== Exercise data ==
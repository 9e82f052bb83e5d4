//! The common contract every extraction strategy implements and the
//! orchestration that runs them.
//!
//! Strategies are pure and synchronous. A strategy is never allowed to take
//! down a pass: the orchestrator downgrades both `Err` returns and panics to
//! diagnostic notes and moves on.

use std::panic::{self, AssertUnwindSafe};

use crate::Result;
use crate::extraction::context::ExtractionContext;

pub trait ExtractionStrategy: Send + Sync {
    type Output;

    fn name(&self) -> &'static str;

    fn extract(&self, ctx: &ExtractionContext) -> Result<Option<Self::Output>>;
}

/// Outcome of one orchestrated pass: the winning result (if any) plus every
/// diagnostic note the strategies produced along the way.
#[derive(Debug)]
pub struct StrategyRun<T> {
    pub result: Option<T>,
    pub notes: Vec<String>,
}

/// Runs strategies in declaration order and stops at the first one that
/// produces a result. Used where trust is ordered: structured data over DOM
/// over free-text heuristics.
pub fn first_match<T>(
    strategies: &[Box<dyn ExtractionStrategy<Output = T>>],
    ctx: &ExtractionContext,
) -> StrategyRun<T> {
    let mut notes = Vec::new();
    for strategy in strategies {
        if let Some(result) = run_guarded(strategy.as_ref(), ctx, &mut notes) {
            return StrategyRun {
                result: Some(result),
                notes,
            };
        }
    }
    StrategyRun {
        result: None,
        notes,
    }
}

/// Runs one strategy with failure isolation. `Err` and panics both turn
/// into notes; the caller only ever sees a clean `Option`.
pub(crate) fn run_guarded<T>(
    strategy: &dyn ExtractionStrategy<Output = T>,
    ctx: &ExtractionContext,
    notes: &mut Vec<String>,
) -> Option<T> {
    match panic::catch_unwind(AssertUnwindSafe(|| strategy.extract(ctx))) {
        Ok(Ok(result)) => result,
        Ok(Err(e)) => {
            tracing::debug!("Strategy {} failed: {}", strategy.name(), e);
            notes.push(format!("{} failed: {e}", strategy.name()));
            None
        }
        Err(_) => {
            tracing::warn!("Strategy {} panicked, skipping", strategy.name());
            notes.push(format!("{} panicked", strategy.name()));
            None
        }
    }
}
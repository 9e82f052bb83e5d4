//! Price extraction: structured data, then DOM, then text heuristics.
//! First strategy to produce a shell wins.

pub mod dom;
pub mod heuristic;
pub mod structured;

use std::str::FromStr;
use std::sync::OnceLock;

use regex::Regex;
use rust_decimal::Decimal;
use serde::Serialize;

use crate::config::ExtractionConfig;
use crate::extraction::context::ExtractionContext;
use crate::extraction::strategy::{ExtractionStrategy, StrategyRun, first_match};

#[derive(Debug, Clone, Serialize, PartialEq)]
pub struct PriceShell {
    pub amount: Decimal,
    pub currency: Option<String>,
    pub raw_text: String,
    pub source: &'static str,
}

pub struct PriceEngine {
    strategies: Vec<Box<dyn ExtractionStrategy<Output = PriceShell>>>,
}

impl PriceEngine {
    pub fn new(config: &ExtractionConfig) -> Self {
        Self {
            strategies: vec![
                Box::new(structured::StructuredDataPrice::new(config.max_blob_depth)),
                Box::new(dom::DomPrice::new()),
                Box::new(heuristic::HeuristicPrice::new(
                    config.min_plausible_price,
                    config.max_plausible_price,
                )),
            ],
        }
    }

    pub fn extract(&self, ctx: &ExtractionContext) -> StrategyRun<PriceShell> {
        first_match(&self.strategies, ctx)
    }
}

/// Checked longest-first so `US$` wins over `$`.
const CURRENCY_SYMBOLS: &[(&str, &str)] = &[
    ("USD$", "USD"),
    ("US$", "USD"),
    ("AU$", "AUD"),
    ("CA$", "CAD"),
    ("NZ$", "NZD"),
    ("A$", "AUD"),
    ("C$", "CAD"),
    ("$", "USD"),
    ("£", "GBP"),
    ("€", "EUR"),
    ("¥", "JPY"),
    ("₹", "INR"),
];

fn price_token_re() -> &'static Regex {
    static RE: OnceLock<Regex> = OnceLock::new();
    RE.get_or_init(|| {
        Regex::new(r"\d{1,3}(?:,\d{3})+(?:\.\d{1,2})?|\d{1,3}(?:\.\d{3})+(?:,\d{1,2})?|\d+(?:[.,]\d{1,2})?")
            .unwrap()
    })
}

fn iso_code_re() -> &'static Regex {
    static RE: OnceLock<Regex> = OnceLock::new();
    RE.get_or_init(|| {
        Regex::new(r"\b(USD|EUR|GBP|JPY|AUD|CAD|NZD|INR|CHF|SEK|NOK|DKK|CNY|KRW)\b").unwrap()
    })
}

/// Parses the first numeric price token out of arbitrary text, handling
/// both `1,299.00` and `1.299,00` grouping.
pub(crate) fn parse_price_token(raw: &str) -> Option<Decimal> {
    let token = price_token_re().find(raw)?.as_str();
    let normalized = match (token.rfind(','), token.rfind('.')) {
        (Some(comma), Some(dot)) if comma > dot => {
            token.replace('.', "").replace(',', ".")
        }
        (Some(_), Some(_)) => token.replace(',', ""),
        (Some(comma), None) => {
            let decimals = token.len() - comma - 1;
            if token.matches(',').count() == 1 && (1..=2).contains(&decimals) {
                token.replace(',', ".")
            } else {
                token.replace(',', "")
            }
        }
        _ => token.to_string(),
    };
    let amount = Decimal::from_str(&normalized).ok()?;
    (amount > Decimal::ZERO).then_some(amount)
}

/// Resolves a currency marker in text to an ISO code: symbols first,
/// then standalone uppercase codes.
pub(crate) fn currency_from_text(text: &str) -> Option<String> {
    for (symbol, iso) in CURRENCY_SYMBOLS {
        if text.contains(symbol) {
            return Some((*iso).to_string());
        }
    }
    iso_code_re()
        .find(text)
        .map(|m| m.as_str().to_string())
}

/// Cleans a currency value found in a dedicated field (`"usd"` -> `"USD"`).
pub(crate) fn normalize_currency_code(raw: &str) -> Option<String> {
    let code = raw.trim();
    (code.len() == 3 && code.chars().all(|c| c.is_ascii_alphabetic()))
        .then(|| code.to_uppercase())
}
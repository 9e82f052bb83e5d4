use std::str::FromStr;
use std::time::Duration;

use sqlx::pool::PoolConnection;
use sqlx::sqlite::{SqliteConnectOptions, SqliteJournalMode, SqlitePool, SqlitePoolOptions};
use sqlx::Sqlite;

use crate::Result;
use crate::config::DatabaseConfig;

pub mod history;
pub mod products;
pub mod tracking;
pub mod variants;

/// Handle to the SQLite pool. Cloning is cheap; all clones share the pool.
#[derive(Debug, Clone)]
pub struct Database {
    pool: SqlitePool,
}

impl Database {
    pub async fn connect(config: &DatabaseConfig) -> Result<Self> {
        // Ensure the parent directory exists for file-backed databases
        if let Some(path) = config.url.strip_prefix("sqlite://") {
            if path != ":memory:" {
                if let Some(parent) = std::path::Path::new(path).parent() {
                    std::fs::create_dir_all(parent)?;
                }
            }
        }

        let options = SqliteConnectOptions::from_str(&config.url)
            .map_err(sqlx::Error::from)?
            .create_if_missing(true)
            .journal_mode(SqliteJournalMode::Wal);

        let pool = SqlitePoolOptions::new()
            .max_connections(config.max_connections)
            .min_connections(config.min_connections)
            .acquire_timeout(Duration::from_secs(config.acquire_timeout))
            .connect_with(options)
            .await
            .map_err(sqlx::Error::from)?;

        Ok(Self { pool })
    }

    /// In-memory database for tests. A single connection keeps every
    /// statement on the same `:memory:` instance.
    pub async fn connect_in_memory() -> Result<Self> {
        let options = SqliteConnectOptions::from_str("sqlite::memory:")
            .map_err(sqlx::Error::from)?;
        let pool = SqlitePoolOptions::new()
            .max_connections(1)
            .connect_with(options)
            .await
            .map_err(sqlx::Error::from)?;
        Ok(Self { pool })
    }

    pub fn pool(&self) -> &SqlitePool {
        &self.pool
    }

    pub async fn acquire(&self) -> Result<PoolConnection<Sqlite>> {
        Ok(self.pool.acquire().await?)
    }

    /// Creates the schema. Every statement is idempotent, so running this on
    /// an existing database is a no-op.
    pub async fn migrate(&self) -> Result<()> {
        sqlx::query(
            r#"
            CREATE TABLE IF NOT EXISTS products (
                id TEXT PRIMARY KEY,
                url TEXT NOT NULL UNIQUE,
                canonical_url TEXT,
                name TEXT,
                vendor TEXT,
                main_image_url TEXT,
                metadata_json TEXT,
                created_at TEXT NOT NULL,
                updated_at TEXT NOT NULL
            )
            "#,
        )
        .execute(&self.pool)
        .await?;

        sqlx::query(
            r#"
            CREATE TABLE IF NOT EXISTS variants (
                id TEXT PRIMARY KEY,
                product_id TEXT NOT NULL,
                sku TEXT,
                attributes_json TEXT NOT NULL DEFAULT '{}',
                variant_url TEXT,
                currency TEXT,
                current_price TEXT,
                previous_price TEXT,
                discount_percent REAL,
                current_stock_status TEXT,
                previous_stock_status TEXT,
                is_available INTEGER NOT NULL DEFAULT 0,
                last_checked_at TEXT,
                created_at TEXT NOT NULL,
                updated_at TEXT NOT NULL,
                FOREIGN KEY (product_id) REFERENCES products(id)
            )
            "#,
        )
        .execute(&self.pool)
        .await?;

        sqlx::query(
            r#"
            CREATE TABLE IF NOT EXISTS variant_price_history (
                id TEXT PRIMARY KEY,
                variant_id TEXT NOT NULL,
                price TEXT NOT NULL,
                currency TEXT,
                recorded_at TEXT NOT NULL,
                FOREIGN KEY (variant_id) REFERENCES variants(id)
            )
            "#,
        )
        .execute(&self.pool)
        .await?;

        sqlx::query(
            r#"
            CREATE TABLE IF NOT EXISTS variant_stock_history (
                id TEXT PRIMARY KEY,
                variant_id TEXT NOT NULL,
                status TEXT NOT NULL,
                quantity INTEGER,
                recorded_at TEXT NOT NULL,
                FOREIGN KEY (variant_id) REFERENCES variants(id)
            )
            "#,
        )
        .execute(&self.pool)
        .await?;

        sqlx::query(
            r#"
            CREATE TABLE IF NOT EXISTS stock_checks (
                id TEXT PRIMARY KEY,
                variant_id TEXT NOT NULL,
                outcome TEXT NOT NULL,
                status TEXT,
                price TEXT,
                confidence INTEGER,
                strategy TEXT,
                reason TEXT,
                checked_at TEXT NOT NULL,
                FOREIGN KEY (variant_id) REFERENCES variants(id)
            )
            "#,
        )
        .execute(&self.pool)
        .await?;

        sqlx::query(
            r#"
            CREATE TABLE IF NOT EXISTS tracked_items (
                id TEXT PRIMARY KEY,
                user_id TEXT NOT NULL,
                variant_id TEXT NOT NULL,
                target_price TEXT,
                notify_on_price_drop INTEGER NOT NULL DEFAULT 1,
                price_drop_percent REAL NOT NULL DEFAULT 0,
                notify_on_back_in_stock INTEGER NOT NULL DEFAULT 1,
                notify_on_any_stock_change INTEGER NOT NULL DEFAULT 0,
                active INTEGER NOT NULL DEFAULT 1,
                last_notified_at TEXT,
                last_alerted_at TEXT,
                last_checked_at TEXT,
                last_price TEXT,
                last_stock_status TEXT,
                created_at TEXT NOT NULL,
                updated_at TEXT NOT NULL,
                UNIQUE(user_id, variant_id),
                FOREIGN KEY (variant_id) REFERENCES variants(id)
            )
            "#,
        )
        .execute(&self.pool)
        .await?;

        sqlx::query(
            r#"
            CREATE TABLE IF NOT EXISTS notifications (
                id TEXT PRIMARY KEY,
                tracked_item_id TEXT NOT NULL,
                user_id TEXT NOT NULL,
                variant_id TEXT NOT NULL,
                kind TEXT NOT NULL,
                title TEXT NOT NULL,
                body TEXT NOT NULL,
                metadata_json TEXT,
                created_at TEXT NOT NULL,
                FOREIGN KEY (tracked_item_id) REFERENCES tracked_items(id)
            )
            "#,
        )
        .execute(&self.pool)
        .await?;

        sqlx::query(
            "CREATE INDEX IF NOT EXISTS idx_variants_product_id ON variants(product_id)",
        )
        .execute(&self.pool)
        .await?;
        sqlx::query(
            "CREATE INDEX IF NOT EXISTS idx_price_history_variant \
             ON variant_price_history(variant_id, recorded_at)",
        )
        .execute(&self.pool)
        .await?;
        sqlx::query(
            "CREATE INDEX IF NOT EXISTS idx_stock_history_variant \
             ON variant_stock_history(variant_id, recorded_at)",
        )
        .execute(&self.pool)
        .await?;
        sqlx::query(
            "CREATE INDEX IF NOT EXISTS idx_stock_checks_variant \
             ON stock_checks(variant_id, checked_at)",
        )
        .execute(&self.pool)
        .await?;
        sqlx::query(
            "CREATE INDEX IF NOT EXISTS idx_tracked_items_variant \
             ON tracked_items(variant_id, active)",
        )
        .execute(&self.pool)
        .await?;
        sqlx::query(
            "CREATE INDEX IF NOT EXISTS idx_notifications_item \
             ON notifications(tracked_item_id, created_at)",
        )
        .execute(&self.pool)
        .await?;

        Ok(())
    }
}

#[cfg(test)]
pub(crate) async fn test_db() -> Database {
    let db = Database::connect_in_memory().await.unwrap();
    db.migrate().await.unwrap();
    db
}
pub mod error;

== Brief ==
Copy out all lines from the material above that contain the string "pass".

== Output for this exercise ==
//! down a pass: the orchestrator downgrades both `Err` returns and panics to
/// Outcome of one orchestrated pass: the winning result (if any) plus every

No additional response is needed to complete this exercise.